I’m never anything other than honest, no doubt to my own detriment, and the launch of Hope Is A Six Letter Word was a mixture of (excuse the pun) hope, excitement, and crushing disappointment. Authors play the long game, and I’m happy that with time, Hope will find its audience eventually. I agree with a number of reviewers that it’s probably the strongest novel I’ve written so far, and feedback has been uniformly positive and enthusiastic. I also thought I’d learned my lesson, carefully planned teaser campaign, promotion, contacted local media and bookshops, and launched over the Easter weekend, when people have a lot of time (over the whole long weekend) to peruse and purchase.

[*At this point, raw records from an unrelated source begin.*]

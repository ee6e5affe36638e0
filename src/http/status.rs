//! # Códigos de Estado HTTP
//!
//! Solo los códigos que el servidor produce:
//!
//! - **2xx**: 200 OK, 201 Created
//! - **4xx**: 400 Bad Request (límites excedidos), 404 Not Found

/// Códigos de estado que genera el servidor
#[derive(Debug, Clone, Copy, PartialEq, Eq)]
pub enum StatusCode {
    /// 200 OK - La petición fue exitosa
    Ok = 200,

    /// 201 Created - Archivo escrito con POST /files/<name>
    Created = 201,

    /// 400 Bad Request - Request que excede los límites del parser
    BadRequest = 400,

    /// 404 Not Found - Ruta o archivo no encontrado
    NotFound = 404,
}

impl StatusCode {
    /// Convierte el código a su valor numérico
    ///
    /// # Ejemplo
    /// ```
    /// use rio_httpd::http::StatusCode;
    /// assert_eq!(StatusCode::Created.as_u16(), 201);
    /// ```
    pub fn as_u16(&self) -> u16 {
        *self as u16
    }

    /// Texto de razón (reason phrase) asociado al código
    pub fn reason_phrase(&self) -> &'static str {
        match self {
            StatusCode::Ok => "OK",
            StatusCode::Created => "Created",
            StatusCode::BadRequest => "Bad Request",
            StatusCode::NotFound => "Not Found",
        }
    }
}

impl std::fmt::Display for StatusCode {
    /// Formato: "200 OK"
    fn fmt(&self, f: &mut std::fmt::Formatter<'_>) -> std::fmt::Result {
        write!(f, "{} {}", self.as_u16(), self.reason_phrase())
    }
}

#[cfg(test)]
mod tests {
    use super::*;

    #[test]
    fn test_status_code_values() {
        assert_eq!(StatusCode::Ok.as_u16(), 200);
        assert_eq!(StatusCode::Created.as_u16(), 201);
        assert_eq!(StatusCode::BadRequest.as_u16(), 400);
        assert_eq!(StatusCode::NotFound.as_u16(), 404);
    }

    #[test]
    fn test_display() {
        assert_eq!(StatusCode::Ok.to_string(), "200 OK");
        assert_eq!(StatusCode::Created.to_string(), "201 Created");
        assert_eq!(StatusCode::NotFound.to_string(), "404 Not Found");
    }
}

The downside, barely anyone has bought the ruddy thing so far, and it’s my weakest launch yet. It does make you wonder, as an author, what exactly you need to do in order to prompt sales. I had far more social media reaction and retweets than ever before, but these seem to have led to zero sales or reads. Those I’ve had seem to have some from other channels, word of mouth, blackmail, recommendations, but social media would, I’d hoped, prove a helpful marketing tool. The sales via wholesalers/bookshops don’t show up on my dashboard yet of course, so there’s always the hope that my push for paperbacks worked and I just don’t know it yet.

So, definitely a lull and a bit of the blues, but that just means I can throw myself into something new. The first draft of the non-fiction is complete, I’m re-reading the three-querters written next novel to get myself back in the headspace, and have completed something called Joshua’s Story, which was a chapter I excised from Hope as it just didn’t work in terms of balance in the story. I’m just finishing an edit and polish and, as it stands alone equally well, will be posting it for free on the pages here in the coming weeks. Once Hope has a respectable number of reads. So why not encourage me, and made me want to post it sooner, by joining those that have read and enjoyed Hope. It’s good, I promise.